Collected data entries:
_ _ _ _ _ _ _

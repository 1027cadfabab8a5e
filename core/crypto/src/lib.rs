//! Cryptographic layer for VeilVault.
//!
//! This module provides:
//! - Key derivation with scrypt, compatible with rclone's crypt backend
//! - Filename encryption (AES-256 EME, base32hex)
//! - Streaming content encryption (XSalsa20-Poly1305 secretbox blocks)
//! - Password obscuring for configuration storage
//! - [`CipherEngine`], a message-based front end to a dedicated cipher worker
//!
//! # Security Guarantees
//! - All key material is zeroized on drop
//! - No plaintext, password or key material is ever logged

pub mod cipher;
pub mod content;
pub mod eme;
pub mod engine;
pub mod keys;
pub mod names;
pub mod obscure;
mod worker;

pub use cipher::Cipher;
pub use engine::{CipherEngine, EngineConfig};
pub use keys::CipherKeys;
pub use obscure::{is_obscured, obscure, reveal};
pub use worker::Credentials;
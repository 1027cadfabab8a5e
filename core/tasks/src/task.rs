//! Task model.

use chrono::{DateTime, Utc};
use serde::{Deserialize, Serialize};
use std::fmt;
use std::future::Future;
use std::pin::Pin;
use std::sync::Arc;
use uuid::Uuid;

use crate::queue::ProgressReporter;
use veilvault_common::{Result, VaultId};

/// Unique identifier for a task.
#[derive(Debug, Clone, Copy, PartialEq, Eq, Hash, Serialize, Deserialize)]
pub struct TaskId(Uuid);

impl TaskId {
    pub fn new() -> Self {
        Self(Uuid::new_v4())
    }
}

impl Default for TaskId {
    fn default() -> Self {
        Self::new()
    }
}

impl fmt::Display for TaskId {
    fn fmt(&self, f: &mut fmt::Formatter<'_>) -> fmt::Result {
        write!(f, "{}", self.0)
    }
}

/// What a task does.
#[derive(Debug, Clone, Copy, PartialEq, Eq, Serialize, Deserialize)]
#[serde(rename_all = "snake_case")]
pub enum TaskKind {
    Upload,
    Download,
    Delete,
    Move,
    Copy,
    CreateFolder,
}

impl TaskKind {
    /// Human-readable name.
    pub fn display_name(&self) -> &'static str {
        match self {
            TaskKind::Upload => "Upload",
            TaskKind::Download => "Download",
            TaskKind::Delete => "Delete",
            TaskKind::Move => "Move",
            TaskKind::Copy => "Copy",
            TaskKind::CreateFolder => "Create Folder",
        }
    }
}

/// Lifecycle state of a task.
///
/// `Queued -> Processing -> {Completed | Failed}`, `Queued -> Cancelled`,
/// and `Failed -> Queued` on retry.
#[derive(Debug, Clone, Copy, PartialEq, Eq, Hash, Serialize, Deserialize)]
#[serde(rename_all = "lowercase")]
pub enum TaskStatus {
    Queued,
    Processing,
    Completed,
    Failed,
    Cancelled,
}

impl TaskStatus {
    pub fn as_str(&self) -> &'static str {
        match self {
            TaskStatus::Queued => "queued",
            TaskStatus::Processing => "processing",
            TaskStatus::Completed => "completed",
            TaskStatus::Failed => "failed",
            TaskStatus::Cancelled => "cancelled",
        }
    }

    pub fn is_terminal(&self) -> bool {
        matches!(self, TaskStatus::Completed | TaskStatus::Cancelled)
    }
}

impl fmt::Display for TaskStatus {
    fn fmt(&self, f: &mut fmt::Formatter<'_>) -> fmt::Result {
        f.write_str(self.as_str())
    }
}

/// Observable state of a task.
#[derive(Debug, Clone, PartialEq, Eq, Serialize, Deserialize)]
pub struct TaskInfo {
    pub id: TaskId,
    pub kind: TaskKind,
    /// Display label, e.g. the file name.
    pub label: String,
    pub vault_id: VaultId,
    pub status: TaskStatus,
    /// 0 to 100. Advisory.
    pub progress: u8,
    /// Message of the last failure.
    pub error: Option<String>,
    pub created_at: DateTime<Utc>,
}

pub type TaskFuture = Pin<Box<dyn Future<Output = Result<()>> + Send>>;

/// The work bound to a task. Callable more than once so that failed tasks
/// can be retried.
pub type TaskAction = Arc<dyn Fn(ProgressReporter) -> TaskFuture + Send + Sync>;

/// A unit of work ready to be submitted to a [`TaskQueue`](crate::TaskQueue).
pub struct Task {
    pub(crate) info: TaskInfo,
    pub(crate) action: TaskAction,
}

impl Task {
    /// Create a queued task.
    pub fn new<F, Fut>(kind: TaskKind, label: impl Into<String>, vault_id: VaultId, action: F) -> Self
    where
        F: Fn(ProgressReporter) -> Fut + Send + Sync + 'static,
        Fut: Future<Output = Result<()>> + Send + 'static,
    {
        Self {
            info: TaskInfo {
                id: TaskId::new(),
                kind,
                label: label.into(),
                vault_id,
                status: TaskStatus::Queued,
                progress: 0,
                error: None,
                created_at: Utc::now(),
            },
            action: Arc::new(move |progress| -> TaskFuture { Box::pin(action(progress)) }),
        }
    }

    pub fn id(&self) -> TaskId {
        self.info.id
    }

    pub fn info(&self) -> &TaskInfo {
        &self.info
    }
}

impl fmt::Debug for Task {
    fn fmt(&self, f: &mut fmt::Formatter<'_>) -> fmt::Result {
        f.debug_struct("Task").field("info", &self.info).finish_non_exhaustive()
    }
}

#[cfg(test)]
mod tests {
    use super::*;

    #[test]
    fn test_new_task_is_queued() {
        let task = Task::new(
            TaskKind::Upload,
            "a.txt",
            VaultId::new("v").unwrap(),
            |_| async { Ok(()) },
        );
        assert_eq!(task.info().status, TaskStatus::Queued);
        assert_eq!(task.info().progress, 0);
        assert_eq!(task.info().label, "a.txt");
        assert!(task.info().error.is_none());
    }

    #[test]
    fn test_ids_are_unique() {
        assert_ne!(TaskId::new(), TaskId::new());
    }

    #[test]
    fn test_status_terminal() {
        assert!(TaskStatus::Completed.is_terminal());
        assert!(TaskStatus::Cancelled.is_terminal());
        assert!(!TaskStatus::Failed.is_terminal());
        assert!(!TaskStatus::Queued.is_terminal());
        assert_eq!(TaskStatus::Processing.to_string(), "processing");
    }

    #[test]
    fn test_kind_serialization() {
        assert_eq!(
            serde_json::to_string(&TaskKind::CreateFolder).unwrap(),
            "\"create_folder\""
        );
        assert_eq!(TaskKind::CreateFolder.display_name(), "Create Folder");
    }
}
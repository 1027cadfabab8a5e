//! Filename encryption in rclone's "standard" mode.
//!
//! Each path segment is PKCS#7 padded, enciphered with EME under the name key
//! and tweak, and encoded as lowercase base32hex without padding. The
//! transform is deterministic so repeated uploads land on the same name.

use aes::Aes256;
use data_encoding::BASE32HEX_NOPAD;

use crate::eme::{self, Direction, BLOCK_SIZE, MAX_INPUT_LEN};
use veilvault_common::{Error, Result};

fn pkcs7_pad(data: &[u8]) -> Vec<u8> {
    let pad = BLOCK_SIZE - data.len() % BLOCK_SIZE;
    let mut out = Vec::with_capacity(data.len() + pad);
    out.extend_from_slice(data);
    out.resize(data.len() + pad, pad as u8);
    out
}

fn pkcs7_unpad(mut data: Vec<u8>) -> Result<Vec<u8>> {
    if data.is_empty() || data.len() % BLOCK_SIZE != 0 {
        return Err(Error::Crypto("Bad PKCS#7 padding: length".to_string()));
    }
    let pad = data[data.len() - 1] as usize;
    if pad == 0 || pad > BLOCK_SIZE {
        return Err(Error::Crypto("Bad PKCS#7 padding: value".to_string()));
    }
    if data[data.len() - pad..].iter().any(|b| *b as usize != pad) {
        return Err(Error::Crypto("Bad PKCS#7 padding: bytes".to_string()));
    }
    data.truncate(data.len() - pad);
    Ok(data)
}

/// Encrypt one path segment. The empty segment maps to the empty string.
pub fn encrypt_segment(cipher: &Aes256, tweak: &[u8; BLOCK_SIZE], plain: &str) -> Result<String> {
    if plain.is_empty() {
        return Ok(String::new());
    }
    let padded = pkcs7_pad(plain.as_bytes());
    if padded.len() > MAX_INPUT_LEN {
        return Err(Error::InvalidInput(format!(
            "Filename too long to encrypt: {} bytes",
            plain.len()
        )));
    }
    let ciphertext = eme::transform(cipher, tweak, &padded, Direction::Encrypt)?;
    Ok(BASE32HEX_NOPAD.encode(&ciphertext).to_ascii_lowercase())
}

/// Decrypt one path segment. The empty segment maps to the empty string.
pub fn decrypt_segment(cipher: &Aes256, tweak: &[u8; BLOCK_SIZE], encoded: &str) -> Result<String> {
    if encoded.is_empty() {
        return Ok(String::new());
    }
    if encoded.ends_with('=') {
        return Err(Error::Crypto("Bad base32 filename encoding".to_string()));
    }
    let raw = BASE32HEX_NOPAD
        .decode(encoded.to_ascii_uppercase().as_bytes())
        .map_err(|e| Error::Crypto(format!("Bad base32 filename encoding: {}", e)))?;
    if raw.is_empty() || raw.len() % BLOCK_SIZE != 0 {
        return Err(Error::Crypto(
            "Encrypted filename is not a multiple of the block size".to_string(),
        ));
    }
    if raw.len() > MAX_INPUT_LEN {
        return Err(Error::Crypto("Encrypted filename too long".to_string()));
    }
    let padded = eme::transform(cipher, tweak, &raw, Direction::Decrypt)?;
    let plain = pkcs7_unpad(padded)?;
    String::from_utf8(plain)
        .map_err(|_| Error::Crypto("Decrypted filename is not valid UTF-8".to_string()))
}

_ _ _ _ _ _ _

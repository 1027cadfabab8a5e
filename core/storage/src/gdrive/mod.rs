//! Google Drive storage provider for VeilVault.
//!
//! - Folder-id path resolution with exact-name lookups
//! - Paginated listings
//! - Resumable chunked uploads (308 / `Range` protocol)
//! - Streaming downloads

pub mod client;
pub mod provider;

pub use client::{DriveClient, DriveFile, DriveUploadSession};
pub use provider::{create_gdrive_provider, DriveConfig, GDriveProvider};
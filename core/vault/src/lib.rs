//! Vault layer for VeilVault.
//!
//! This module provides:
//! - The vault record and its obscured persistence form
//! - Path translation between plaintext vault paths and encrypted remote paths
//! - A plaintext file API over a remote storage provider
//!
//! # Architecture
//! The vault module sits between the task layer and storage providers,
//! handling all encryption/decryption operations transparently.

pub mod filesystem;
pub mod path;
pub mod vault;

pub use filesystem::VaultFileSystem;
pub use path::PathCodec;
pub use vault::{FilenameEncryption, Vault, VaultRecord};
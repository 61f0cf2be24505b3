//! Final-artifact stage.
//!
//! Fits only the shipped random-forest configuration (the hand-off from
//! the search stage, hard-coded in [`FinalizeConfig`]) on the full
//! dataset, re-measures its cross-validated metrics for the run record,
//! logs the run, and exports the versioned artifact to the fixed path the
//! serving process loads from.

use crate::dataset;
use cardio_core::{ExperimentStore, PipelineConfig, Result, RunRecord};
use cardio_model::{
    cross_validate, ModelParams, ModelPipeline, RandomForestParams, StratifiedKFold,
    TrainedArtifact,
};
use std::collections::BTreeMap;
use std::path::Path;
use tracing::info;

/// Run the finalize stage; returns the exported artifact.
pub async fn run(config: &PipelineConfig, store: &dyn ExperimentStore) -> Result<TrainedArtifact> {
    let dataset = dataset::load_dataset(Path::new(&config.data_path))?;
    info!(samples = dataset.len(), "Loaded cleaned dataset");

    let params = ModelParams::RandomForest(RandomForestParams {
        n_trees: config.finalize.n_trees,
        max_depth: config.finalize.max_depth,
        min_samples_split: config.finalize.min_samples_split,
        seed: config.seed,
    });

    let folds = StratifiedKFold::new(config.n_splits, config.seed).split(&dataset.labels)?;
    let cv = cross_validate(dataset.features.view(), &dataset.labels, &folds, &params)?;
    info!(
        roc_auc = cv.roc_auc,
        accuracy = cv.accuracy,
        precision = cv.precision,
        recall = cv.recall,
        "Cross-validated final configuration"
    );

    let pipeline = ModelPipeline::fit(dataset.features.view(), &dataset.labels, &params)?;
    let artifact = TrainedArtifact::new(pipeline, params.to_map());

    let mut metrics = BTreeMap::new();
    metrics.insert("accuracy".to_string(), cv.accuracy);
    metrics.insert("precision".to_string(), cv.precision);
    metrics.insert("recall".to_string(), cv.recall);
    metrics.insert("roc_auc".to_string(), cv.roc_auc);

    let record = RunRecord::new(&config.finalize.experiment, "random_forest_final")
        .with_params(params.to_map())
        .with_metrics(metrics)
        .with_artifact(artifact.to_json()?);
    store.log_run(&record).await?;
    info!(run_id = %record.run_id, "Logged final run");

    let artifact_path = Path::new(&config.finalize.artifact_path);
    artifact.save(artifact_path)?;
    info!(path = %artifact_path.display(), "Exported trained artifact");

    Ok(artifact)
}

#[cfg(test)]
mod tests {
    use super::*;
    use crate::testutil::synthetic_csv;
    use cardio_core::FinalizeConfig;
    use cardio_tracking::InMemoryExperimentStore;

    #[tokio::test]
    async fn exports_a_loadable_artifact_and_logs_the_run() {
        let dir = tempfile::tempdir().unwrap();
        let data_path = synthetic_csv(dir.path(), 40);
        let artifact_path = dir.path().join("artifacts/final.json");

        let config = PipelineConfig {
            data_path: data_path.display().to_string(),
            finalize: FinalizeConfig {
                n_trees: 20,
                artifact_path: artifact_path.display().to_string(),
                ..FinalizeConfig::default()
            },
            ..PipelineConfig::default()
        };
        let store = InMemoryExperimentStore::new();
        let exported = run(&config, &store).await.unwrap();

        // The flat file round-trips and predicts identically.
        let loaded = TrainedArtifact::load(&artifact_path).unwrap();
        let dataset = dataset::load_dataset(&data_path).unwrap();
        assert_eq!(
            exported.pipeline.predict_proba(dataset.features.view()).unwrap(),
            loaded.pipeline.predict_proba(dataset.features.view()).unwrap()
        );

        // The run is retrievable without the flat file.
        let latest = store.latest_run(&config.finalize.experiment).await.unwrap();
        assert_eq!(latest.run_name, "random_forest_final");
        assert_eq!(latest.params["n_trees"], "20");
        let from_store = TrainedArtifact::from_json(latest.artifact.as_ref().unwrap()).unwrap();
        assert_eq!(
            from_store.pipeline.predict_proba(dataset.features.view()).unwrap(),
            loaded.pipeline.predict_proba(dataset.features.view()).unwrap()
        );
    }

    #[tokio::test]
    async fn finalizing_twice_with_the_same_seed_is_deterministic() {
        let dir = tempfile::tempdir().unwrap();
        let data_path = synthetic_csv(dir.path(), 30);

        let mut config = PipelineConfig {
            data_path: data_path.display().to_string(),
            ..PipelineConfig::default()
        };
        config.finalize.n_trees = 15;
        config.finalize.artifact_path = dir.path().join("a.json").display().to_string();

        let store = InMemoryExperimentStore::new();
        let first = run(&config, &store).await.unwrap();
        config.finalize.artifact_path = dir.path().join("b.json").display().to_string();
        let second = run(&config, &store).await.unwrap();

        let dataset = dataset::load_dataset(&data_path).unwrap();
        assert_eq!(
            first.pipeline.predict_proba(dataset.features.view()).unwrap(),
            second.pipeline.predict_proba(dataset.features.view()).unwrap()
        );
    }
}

_ _ _ _ _ _ _

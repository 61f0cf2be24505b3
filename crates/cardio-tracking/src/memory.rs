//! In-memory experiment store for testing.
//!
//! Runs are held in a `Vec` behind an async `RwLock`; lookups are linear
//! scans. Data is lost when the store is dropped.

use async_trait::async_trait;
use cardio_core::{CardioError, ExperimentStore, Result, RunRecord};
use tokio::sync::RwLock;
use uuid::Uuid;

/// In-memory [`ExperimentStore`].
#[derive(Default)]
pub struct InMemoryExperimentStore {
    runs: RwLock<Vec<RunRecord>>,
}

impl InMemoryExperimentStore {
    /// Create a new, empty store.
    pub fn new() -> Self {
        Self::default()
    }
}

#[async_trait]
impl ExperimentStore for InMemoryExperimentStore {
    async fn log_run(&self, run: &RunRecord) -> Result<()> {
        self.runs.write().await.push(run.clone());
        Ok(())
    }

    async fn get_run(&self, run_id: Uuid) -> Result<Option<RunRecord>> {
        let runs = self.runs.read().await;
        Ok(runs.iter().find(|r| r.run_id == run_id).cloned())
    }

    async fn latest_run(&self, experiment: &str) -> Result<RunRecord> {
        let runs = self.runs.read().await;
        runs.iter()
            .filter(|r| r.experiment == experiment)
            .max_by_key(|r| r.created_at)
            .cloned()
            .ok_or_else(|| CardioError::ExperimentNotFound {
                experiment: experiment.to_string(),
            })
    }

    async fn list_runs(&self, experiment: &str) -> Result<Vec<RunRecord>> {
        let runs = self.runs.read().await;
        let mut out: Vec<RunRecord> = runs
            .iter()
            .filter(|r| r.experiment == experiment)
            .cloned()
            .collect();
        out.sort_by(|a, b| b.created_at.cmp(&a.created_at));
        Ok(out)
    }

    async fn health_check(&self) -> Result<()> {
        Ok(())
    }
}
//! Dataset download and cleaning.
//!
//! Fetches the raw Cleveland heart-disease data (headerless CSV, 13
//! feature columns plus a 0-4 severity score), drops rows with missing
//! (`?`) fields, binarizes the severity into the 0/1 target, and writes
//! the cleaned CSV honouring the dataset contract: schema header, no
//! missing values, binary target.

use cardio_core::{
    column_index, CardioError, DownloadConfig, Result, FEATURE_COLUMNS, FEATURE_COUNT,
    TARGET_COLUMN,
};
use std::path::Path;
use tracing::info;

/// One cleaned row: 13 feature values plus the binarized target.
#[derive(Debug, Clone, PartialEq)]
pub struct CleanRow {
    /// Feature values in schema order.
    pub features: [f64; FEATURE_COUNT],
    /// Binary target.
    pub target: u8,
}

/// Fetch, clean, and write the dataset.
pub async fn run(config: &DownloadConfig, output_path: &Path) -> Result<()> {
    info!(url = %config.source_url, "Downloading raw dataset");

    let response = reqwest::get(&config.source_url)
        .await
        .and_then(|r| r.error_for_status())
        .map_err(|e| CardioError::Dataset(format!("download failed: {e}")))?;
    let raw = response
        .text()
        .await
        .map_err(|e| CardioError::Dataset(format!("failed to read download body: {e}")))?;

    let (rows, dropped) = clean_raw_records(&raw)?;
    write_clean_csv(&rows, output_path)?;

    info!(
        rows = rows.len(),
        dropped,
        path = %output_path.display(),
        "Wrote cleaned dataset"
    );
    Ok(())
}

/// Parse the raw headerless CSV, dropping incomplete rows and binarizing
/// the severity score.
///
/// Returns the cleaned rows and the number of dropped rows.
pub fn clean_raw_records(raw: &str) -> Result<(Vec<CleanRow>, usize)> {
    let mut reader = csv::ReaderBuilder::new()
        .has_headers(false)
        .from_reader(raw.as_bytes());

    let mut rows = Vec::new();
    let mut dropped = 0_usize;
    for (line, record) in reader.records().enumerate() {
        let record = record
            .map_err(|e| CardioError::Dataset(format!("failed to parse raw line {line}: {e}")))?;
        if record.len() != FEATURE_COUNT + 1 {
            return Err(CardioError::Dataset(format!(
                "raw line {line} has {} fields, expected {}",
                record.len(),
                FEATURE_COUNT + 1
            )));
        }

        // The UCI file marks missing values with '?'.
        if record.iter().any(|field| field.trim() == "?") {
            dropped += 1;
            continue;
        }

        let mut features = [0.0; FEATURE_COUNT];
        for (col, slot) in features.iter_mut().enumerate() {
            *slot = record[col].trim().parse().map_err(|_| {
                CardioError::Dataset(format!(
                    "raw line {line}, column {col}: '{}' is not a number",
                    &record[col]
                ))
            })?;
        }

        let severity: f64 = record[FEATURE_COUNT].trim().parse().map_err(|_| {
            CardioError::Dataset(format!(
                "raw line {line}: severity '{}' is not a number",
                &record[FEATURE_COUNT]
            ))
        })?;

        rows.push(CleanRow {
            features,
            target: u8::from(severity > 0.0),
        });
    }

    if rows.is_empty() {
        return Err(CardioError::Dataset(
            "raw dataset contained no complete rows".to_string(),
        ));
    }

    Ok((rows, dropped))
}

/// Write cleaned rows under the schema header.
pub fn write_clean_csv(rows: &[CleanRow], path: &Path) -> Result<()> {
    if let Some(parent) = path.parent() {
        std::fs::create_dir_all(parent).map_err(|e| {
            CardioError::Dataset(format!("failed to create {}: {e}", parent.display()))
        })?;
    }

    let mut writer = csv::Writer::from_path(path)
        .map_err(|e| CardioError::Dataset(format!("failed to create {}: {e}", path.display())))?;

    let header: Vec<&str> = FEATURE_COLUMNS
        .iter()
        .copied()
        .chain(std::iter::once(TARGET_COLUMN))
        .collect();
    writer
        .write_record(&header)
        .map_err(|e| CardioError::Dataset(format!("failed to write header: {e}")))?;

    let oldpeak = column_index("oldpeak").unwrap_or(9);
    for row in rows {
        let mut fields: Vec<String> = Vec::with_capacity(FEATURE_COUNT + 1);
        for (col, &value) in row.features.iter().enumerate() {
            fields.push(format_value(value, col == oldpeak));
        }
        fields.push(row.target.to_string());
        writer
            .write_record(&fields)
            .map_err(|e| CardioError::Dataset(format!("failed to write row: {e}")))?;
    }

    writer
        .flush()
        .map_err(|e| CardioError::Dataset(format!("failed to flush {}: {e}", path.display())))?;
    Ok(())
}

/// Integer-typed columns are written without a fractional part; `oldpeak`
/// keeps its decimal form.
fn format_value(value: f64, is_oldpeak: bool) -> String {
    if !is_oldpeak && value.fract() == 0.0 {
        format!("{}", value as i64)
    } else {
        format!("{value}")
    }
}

_ _ _ _ _ _ _

Work to complete: Where a line above contains the string "Deserialize", copy that line.

Your solution:
use serde::{Deserialize, Serialize};
#[derive(Debug, Clone, Copy, PartialEq, Eq, Hash, Serialize, Deserialize)]
#[derive(Debug, Clone, Copy, PartialEq, Eq, Serialize, Deserialize)]
#[derive(Debug, Clone, Copy, PartialEq, Eq, Hash, Serialize, Deserialize)]
#[derive(Debug, Clone, PartialEq, Eq, Serialize, Deserialize)]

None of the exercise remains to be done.